Collected data
[Start of section]

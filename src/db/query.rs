//! Generic query execution over [`DbPool`].
//!
//! Callers hand over SQL plus [`QueryParam`] values; rows come back as
//! `serde_json` cells decoded by column type category. This is the
//! delegation layer under the registry's and the accounts' `exec` /
//! `query` / `query_row` operations. No timeout handling lives here:
//! cancellation is dropping the future, honored at the driver level.

use crate::db::pool::DbPool;
use crate::error::DbResult;
use serde::Serialize;
use serde_json::Value as JsonValue;
use sqlx::mysql::{MySqlArguments, MySqlRow, MySqlTypeInfo, MySqlValueRef};
use sqlx::sqlite::{SqliteArguments, SqliteRow};
use sqlx::{Column, Decode, MySql, Row, Sqlite, Type, TypeInfo};

/// A parameter value for parameterized queries.
#[derive(Debug, Clone)]
pub enum QueryParam {
    Null,
    Bool(bool),
    /// Integer value (stored as i64 for maximum range)
    Int(i64),
    Float(f64),
    Text(String),
    Bytes(Vec<u8>),
}

/// Result of a row-returning query.
#[derive(Debug, Clone, Serialize)]
pub struct QueryResult {
    /// Column names, in select order. Empty when no row came back.
    pub columns: Vec<String>,
    pub rows: Vec<Vec<JsonValue>>,
}

impl QueryResult {
    pub fn row_count(&self) -> usize {
        self.rows.len()
    }
}

/// Execute a statement and return the number of affected rows.
pub(crate) async fn execute(pool: &DbPool, sql: &str, params: &[QueryParam]) -> DbResult<u64> {
    match pool {
        DbPool::MySql(p) => {
            let mut query = sqlx::query(sql);
            for param in params {
                query = bind_mysql_param(query, param);
            }
            Ok(query.execute(p).await?.rows_affected())
        }
        DbPool::Sqlite(p) => {
            let mut query = sqlx::query(sql);
            for param in params {
                query = bind_sqlite_param(query, param);
            }
            Ok(query.execute(p).await?.rows_affected())
        }
    }
}

/// Run a row-returning query and decode every row.
pub(crate) async fn fetch_all(
    pool: &DbPool,
    sql: &str,
    params: &[QueryParam],
) -> DbResult<QueryResult> {
    match pool {
        DbPool::MySql(p) => {
            let mut query = sqlx::query(sql);
            for param in params {
                query = bind_mysql_param(query, param);
            }
            let rows = query.fetch_all(p).await?;
            Ok(QueryResult {
                columns: column_names(rows.first()),
                rows: rows.iter().map(mysql_row_values).collect(),
            })
        }
        DbPool::Sqlite(p) => {
            let mut query = sqlx::query(sql);
            for param in params {
                query = bind_sqlite_param(query, param);
            }
            let rows = query.fetch_all(p).await?;
            Ok(QueryResult {
                columns: column_names(rows.first()),
                rows: rows.iter().map(sqlite_row_values).collect(),
            })
        }
    }
}

/// Run a single-row query; `None` when no row matched.
pub(crate) async fn fetch_row(
    pool: &DbPool,
    sql: &str,
    params: &[QueryParam],
) -> DbResult<Option<serde_json::Map<String, JsonValue>>> {
    match pool {
        DbPool::MySql(p) => {
            let mut query = sqlx::query(sql);
            for param in params {
                query = bind_mysql_param(query, param);
            }
            Ok(query.fetch_optional(p).await?.map(|row| {
                row.columns()
                    .iter()
                    .enumerate()
                    .map(|(idx, col)| (col.name().to_string(), mysql_value(&row, idx)))
                    .collect()
            }))
        }
        DbPool::Sqlite(p) => {
            let mut query = sqlx::query(sql);
            for param in params {
                query = bind_sqlite_param(query, param);
            }
            Ok(query.fetch_optional(p).await?.map(|row| {
                row.columns()
                    .iter()
                    .enumerate()
                    .map(|(idx, col)| (col.name().to_string(), sqlite_value(&row, idx)))
                    .collect()
            }))
        }
    }
}

fn column_names<R: Row>(row: Option<&R>) -> Vec<String> {
    row.map(|r| r.columns().iter().map(|c| c.name().to_string()).collect())
        .unwrap_or_default()
}

// =============================================================================
// Parameter binding
// =============================================================================

fn bind_mysql_param<'q>(
    query: sqlx::query::Query<'q, MySql, MySqlArguments>,
    param: &'q QueryParam,
) -> sqlx::query::Query<'q, MySql, MySqlArguments> {
    match param {
        QueryParam::Null => query.bind(None::<String>),
        QueryParam::Bool(v) => query.bind(*v),
        QueryParam::Int(v) => query.bind(*v),
        QueryParam::Float(v) => query.bind(*v),
        QueryParam::Text(v) => query.bind(v.as_str()),
        QueryParam::Bytes(v) => query.bind(v.as_slice()),
    }
}

fn bind_sqlite_param<'q>(
    query: sqlx::query::Query<'q, Sqlite, SqliteArguments<'q>>,
    param: &'q QueryParam,
) -> sqlx::query::Query<'q, Sqlite, SqliteArguments<'q>> {
    match param {
        QueryParam::Null => query.bind(None::<String>),
        QueryParam::Bool(v) => query.bind(*v),
        QueryParam::Int(v) => query.bind(*v),
        QueryParam::Float(v) => query.bind(*v),
        QueryParam::Text(v) => query.bind(v.as_str()),
        QueryParam::Bytes(v) => query.bind(v.as_slice()),
    }
}

// =============================================================================
// Row decoding
// =============================================================================

/// Wrapper for raw DECIMAL/NUMERIC values as strings, preserving the exact
/// database representation. MySQL only; SQLite NUMERIC is a float.
struct RawDecimal(String);

impl Type<MySql> for RawDecimal {
    fn type_info() -> MySqlTypeInfo {
        <String as Type<MySql>>::type_info()
    }

    fn compatible(ty: &MySqlTypeInfo) -> bool {
        let name = ty.name().to_lowercase();
        name.contains("decimal") || name.contains("numeric")
    }
}

impl<'r> Decode<'r, MySql> for RawDecimal {
    fn decode(value: MySqlValueRef<'r>) -> Result<Self, sqlx::error::BoxDynError> {
        let s = <&str as Decode<MySql>>::decode(value)?;
        Ok(RawDecimal(s.to_string()))
    }
}

fn encode_binary(bytes: &[u8]) -> JsonValue {
    use base64::{Engine as _, engine::general_purpose::STANDARD};
    JsonValue::String(STANDARD.encode(bytes))
}

fn float_value(v: f64) -> JsonValue {
    serde_json::Number::from_f64(v)
        .map(JsonValue::Number)
        .unwrap_or_else(|| JsonValue::String(v.to_string()))
}

fn mysql_row_values(row: &MySqlRow) -> Vec<JsonValue> {
    (0..row.columns().len())
        .map(|idx| mysql_value(row, idx))
        .collect()
}

fn mysql_value(row: &MySqlRow, idx: usize) -> JsonValue {
    let type_name = row.columns()[idx].type_info().name().to_lowercase();

    if type_name.contains("decimal") || type_name.contains("numeric") {
        return match row.try_get::<Option<RawDecimal>, _>(idx) {
            Ok(Some(v)) => JsonValue::String(v.0),
            _ => JsonValue::Null,
        };
    }
    if type_name == "boolean" {
        return row
            .try_get::<Option<bool>, _>(idx)
            .ok()
            .flatten()
            .map(JsonValue::Bool)
            .unwrap_or(JsonValue::Null);
    }
    if type_name.contains("int") {
        if let Ok(Some(v)) = row.try_get::<Option<i64>, _>(idx) {
            return JsonValue::Number(v.into());
        }
        if let Ok(Some(v)) = row.try_get::<Option<u64>, _>(idx) {
            return JsonValue::Number(v.into());
        }
        return JsonValue::Null;
    }
    if type_name.contains("float") || type_name.contains("double") {
        if let Ok(Some(v)) = row.try_get::<Option<f64>, _>(idx) {
            return float_value(v);
        }
        if let Ok(Some(v)) = row.try_get::<Option<f32>, _>(idx) {
            return float_value(v as f64);
        }
        return JsonValue::Null;
    }
    if type_name == "json" {
        return row
            .try_get::<Option<JsonValue>, _>(idx)
            .ok()
            .flatten()
            .unwrap_or(JsonValue::Null);
    }
    if type_name.contains("blob") || type_name.contains("binary") {
        return row
            .try_get::<Option<Vec<u8>>, _>(idx)
            .ok()
            .flatten()
            .map(|v| encode_binary(&v))
            .unwrap_or(JsonValue::Null);
    }
    if type_name == "datetime" {
        if let Ok(Some(v)) = row.try_get::<Option<chrono::NaiveDateTime>, _>(idx) {
            return JsonValue::String(v.to_string());
        }
        return JsonValue::Null;
    }
    if type_name == "timestamp" {
        if let Ok(Some(v)) = row.try_get::<Option<chrono::DateTime<chrono::Utc>>, _>(idx) {
            return JsonValue::String(v.to_rfc3339());
        }
        return JsonValue::Null;
    }
    if type_name == "date" {
        if let Ok(Some(v)) = row.try_get::<Option<chrono::NaiveDate>, _>(idx) {
            return JsonValue::String(v.to_string());
        }
        return JsonValue::Null;
    }
    if type_name == "time" {
        if let Ok(Some(v)) = row.try_get::<Option<chrono::NaiveTime>, _>(idx) {
            return JsonValue::String(v.to_string());
        }
        return JsonValue::Null;
    }

    row.try_get::<Option<String>, _>(idx)
        .ok()
        .flatten()
        .map(JsonValue::String)
        .unwrap_or(JsonValue::Null)
}

fn sqlite_row_values(row: &SqliteRow) -> Vec<JsonValue> {
    (0..row.columns().len())
        .map(|idx| sqlite_value(row, idx))
        .collect()
}

fn sqlite_value(row: &SqliteRow, idx: usize) -> JsonValue {
    let type_name = row.columns()[idx].type_info().name().to_lowercase();

    if type_name.contains("int") {
        return row
            .try_get::<Option<i64>, _>(idx)
            .ok()
            .flatten()
            .map(|v| JsonValue::Number(v.into()))
            .unwrap_or(JsonValue::Null);
    }
    if type_name == "boolean" || type_name == "bool" {
        return row
            .try_get::<Option<bool>, _>(idx)
            .ok()
            .flatten()
            .map(JsonValue::Bool)
            .unwrap_or(JsonValue::Null);
    }
    if type_name == "real" || type_name == "numeric" {
        return row
            .try_get::<Option<f64>, _>(idx)
            .ok()
            .flatten()
            .map(float_value)
            .unwrap_or(JsonValue::Null);
    }
    if type_name == "blob" {
        return row
            .try_get::<Option<Vec<u8>>, _>(idx)
            .ok()
            .flatten()
            .map(|v| encode_binary(&v))
            .unwrap_or(JsonValue::Null);
    }

    row.try_get::<Option<String>, _>(idx)
        .ok()
        .flatten()
        .map(JsonValue::String)
        .unwrap_or(JsonValue::Null)
}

[End of section]

__Work to be completed__.
Please return every line of the records above that contains the word "crate".

__Exercise answer__.
use crate::db::pool::DbPool;
use crate::error::DbResult;
pub(crate) async fn execute(pool: &DbPool, sql: &str, params: &[QueryParam]) -> DbResult<u64> {
pub(crate) async fn fetch_all(
pub(crate) async fn fetch_row(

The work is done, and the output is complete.